[Stored items]
━━━━━━━━

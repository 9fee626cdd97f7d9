//! Met.no constants and the tables that translate provider data

use ha_core::Platform;
use ha_weather::{
    ATTR_CONDITION_CLEAR_NIGHT, ATTR_CONDITION_CLOUDY, ATTR_CONDITION_EXCEPTIONAL,
    ATTR_CONDITION_FOG, ATTR_CONDITION_LIGHTNING_RAINY, ATTR_CONDITION_PARTLYCLOUDY,
    ATTR_CONDITION_POURING, ATTR_CONDITION_RAINY, ATTR_CONDITION_SNOWY,
    ATTR_CONDITION_SNOWY_RAINY, ATTR_CONDITION_SUNNY, ATTR_FORECAST_CONDITION,
    ATTR_FORECAST_HUMIDITY, ATTR_FORECAST_NATIVE_PRECIPITATION, ATTR_FORECAST_NATIVE_TEMP,
    ATTR_FORECAST_NATIVE_TEMP_LOW, ATTR_FORECAST_NATIVE_WIND_GUST_SPEED,
    ATTR_FORECAST_NATIVE_WIND_SPEED, ATTR_FORECAST_PRECIPITATION_PROBABILITY, ATTR_FORECAST_TIME,
    ATTR_FORECAST_UV_INDEX, ATTR_FORECAST_WIND_BEARING, ATTR_WEATHER_CLOUD_COVERAGE,
    ATTR_WEATHER_DEW_POINT, ATTR_WEATHER_HUMIDITY, ATTR_WEATHER_PRESSURE,
    ATTR_WEATHER_TEMPERATURE, ATTR_WEATHER_WIND_BEARING, ATTR_WEATHER_WIND_GUST_SPEED,
    ATTR_WEATHER_WIND_SPEED, CONDITIONS,
};

pub const DOMAIN: &str = "met";

pub const CONF_TRACK_HOME: &str = "track_home";
pub const CONF_NAME: &str = "name";
pub const CONF_LATITUDE: &str = "latitude";
pub const CONF_LONGITUDE: &str = "longitude";
pub const CONF_ELEVATION: &str = "elevation";

pub const DEFAULT_NAME: &str = "Met.no";

pub const ATTRIBUTION: &str =
    "Weather forecast from met.no, delivered by the Norwegian Meteorological Institute.";

pub const SERVICE_REFRESH: &str = "refresh";

pub const PLATFORMS: [Platform; 1] = [Platform::Weather];

/// Key of the symbol code in current-conditions and forecast data
pub const CONDITION_KEY: &str = "condition";

/// Weather attribute -> key in the provider's current conditions
pub const ATTR_MAP: &[(&str, &str)] = &[
    (ATTR_WEATHER_TEMPERATURE, "air_temperature"),
    (ATTR_WEATHER_HUMIDITY, "relative_humidity"),
    (ATTR_WEATHER_PRESSURE, "air_pressure_at_sea_level"),
    (ATTR_WEATHER_WIND_SPEED, "wind_speed"),
    (ATTR_WEATHER_WIND_BEARING, "wind_from_direction"),
    (ATTR_WEATHER_WIND_GUST_SPEED, "wind_speed_of_gust"),
    (ATTR_WEATHER_DEW_POINT, "dew_point_temperature"),
    (ATTR_WEATHER_CLOUD_COVERAGE, "cloud_area_fraction"),
];

/// Forecast attribute -> key in a provider forecast item
pub const FORECAST_MAP: &[(&str, &str)] = &[
    (ATTR_FORECAST_CONDITION, "condition"),
    (ATTR_FORECAST_NATIVE_PRECIPITATION, "precipitation"),
    (ATTR_FORECAST_PRECIPITATION_PROBABILITY, "precipitation_probability"),
    (ATTR_FORECAST_NATIVE_TEMP, "temperature"),
    (ATTR_FORECAST_NATIVE_TEMP_LOW, "templow"),
    (ATTR_FORECAST_TIME, "datetime"),
    (ATTR_FORECAST_WIND_BEARING, "wind_bearing"),
    (ATTR_FORECAST_NATIVE_WIND_SPEED, "wind_speed"),
    (ATTR_FORECAST_NATIVE_WIND_GUST_SPEED, "wind_gust"),
    (ATTR_FORECAST_HUMIDITY, "humidity"),
    (ATTR_FORECAST_UV_INDEX, "uv_index"),
];

/// Forecast items without these provider keys are dropped
pub const REQUIRED_FORECAST_KEYS: [&str; 2] = ["temperature", "datetime"];

/// Weather condition -> provider symbol codes.
///
/// Codes are listed without their `_day`/`_night`/`_polartwilight` variant
/// suffix, except where the variant changes the condition.
pub const CONDITIONS_MAP: &[(&str, &[&str])] = &[
    (ATTR_CONDITION_CLEAR_NIGHT, &["clearsky_night"]),
    (ATTR_CONDITION_SUNNY, &["clearsky_day", "clearsky_polartwilight", "clearsky"]),
    (ATTR_CONDITION_CLOUDY, &["cloudy"]),
    (ATTR_CONDITION_FOG, &["fog"]),
    (
        ATTR_CONDITION_LIGHTNING_RAINY,
        &[
            "heavyrainandthunder",
            "heavyrainshowersandthunder",
            "heavysleetandthunder",
            "heavysleetshowersandthunder",
            "heavysnowandthunder",
            "heavysnowshowersandthunder",
            "lightrainandthunder",
            "lightrainshowersandthunder",
            "lightsleetandthunder",
            "lightsnowandthunder",
            "lightssleetshowersandthunder",
            "lightssnowshowersandthunder",
            "rainandthunder",
            "rainshowersandthunder",
            "sleetandthunder",
            "sleetshowersandthunder",
            "snowandthunder",
            "snowshowersandthunder",
        ],
    ),
    (ATTR_CONDITION_PARTLYCLOUDY, &["fair", "partlycloudy"]),
    (ATTR_CONDITION_POURING, &["heavyrain", "heavyrainshowers"]),
    (
        ATTR_CONDITION_RAINY,
        &["lightrain", "lightrainshowers", "rain", "rainshowers"],
    ),
    (
        ATTR_CONDITION_SNOWY,
        &[
            "heavysnow",
            "heavysnowshowers",
            "lightsnow",
            "lightsnowshowers",
            "snow",
            "snowshowers",
        ],
    ),
    (
        ATTR_CONDITION_SNOWY_RAINY,
        &[
            "heavysleet",
            "heavysleetshowers",
            "lightsleet",
            "lightsleetshowers",
            "sleet",
            "sleetshowers",
        ],
    ),
];

const VARIANT_SUFFIXES: [&str; 3] = ["_day", "_night", "_polartwilight"];

/// Provider key for a weather attribute
pub fn attr_key(attribute: &str) -> Option<&'static str> {
    ATTR_MAP
        .iter()
        .find(|(attr, _)| *attr == attribute)
        .map(|(_, key)| *key)
}

fn lookup_condition(code: &str) -> Option<&'static str> {
    CONDITIONS_MAP
        .iter()
        .find(|(_, codes)| codes.iter().any(|c| *c == code))
        .map(|(condition, _)| *condition)
}

/// Translate a provider symbol code into a weather condition.
///
/// Conditions pass through unchanged; anything unrecognised becomes
/// `exceptional`.
pub fn format_condition(code: &str) -> &'static str {
    if let Some(condition) = CONDITIONS.iter().copied().find(|c| *c == code) {
        return condition;
    }
    if let Some(condition) = lookup_condition(code) {
        return condition;
    }

    VARIANT_SUFFIXES
        .iter()
        .find_map(|suffix| code.strip_suffix(suffix))
        .and_then(lookup_condition)
        .unwrap_or(ATTR_CONDITION_EXCEPTIONAL)
}

#[cfg(test)]
mod tests {
    use super::*;
    use ha_weather::{is_valid_condition, ATTR_CONDITION_WINDY_VARIANT};

    #[test]
    fn test_attr_key() {
        assert_eq!(attr_key(ATTR_WEATHER_TEMPERATURE), Some("air_temperature"));
        assert_eq!(attr_key(ATTR_WEATHER_WIND_BEARING), Some("wind_from_direction"));
        assert_eq!(attr_key("visibility"), None);
    }

    #[test]
    fn test_format_condition_variants() {
        assert_eq!(format_condition("clearsky_day"), ATTR_CONDITION_SUNNY);
        assert_eq!(format_condition("clearsky_night"), ATTR_CONDITION_CLEAR_NIGHT);
        assert_eq!(format_condition("fair_night"), ATTR_CONDITION_PARTLYCLOUDY);
        assert_eq!(format_condition("partlycloudy_polartwilight"), ATTR_CONDITION_PARTLYCLOUDY);
        assert_eq!(format_condition("heavyrainshowers_day"), ATTR_CONDITION_POURING);
        assert_eq!(format_condition("lightrain"), ATTR_CONDITION_RAINY);
        assert_eq!(format_condition("sleetshowers_night"), ATTR_CONDITION_SNOWY_RAINY);
        assert_eq!(
            format_condition("rainshowersandthunder_day"),
            ATTR_CONDITION_LIGHTNING_RAINY
        );
    }

    #[test]
    fn test_format_condition_passthrough_and_fallback() {
        assert_eq!(format_condition("sunny"), ATTR_CONDITION_SUNNY);
        assert_eq!(format_condition("windy-variant"), ATTR_CONDITION_WINDY_VARIANT);
        assert_eq!(format_condition("volcanic_ash"), ATTR_CONDITION_EXCEPTIONAL);
        assert_eq!(format_condition(""), ATTR_CONDITION_EXCEPTIONAL);
    }

    #[test]
    fn test_every_mapped_condition_is_valid() {
        for (condition, _) in CONDITIONS_MAP {
            assert!(is_valid_condition(condition), "{condition}");
        }
    }
}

━━━━━━━━

Work instructions :: Check the data above and report how many lines include the word "current", using a bare number.

Output :: 2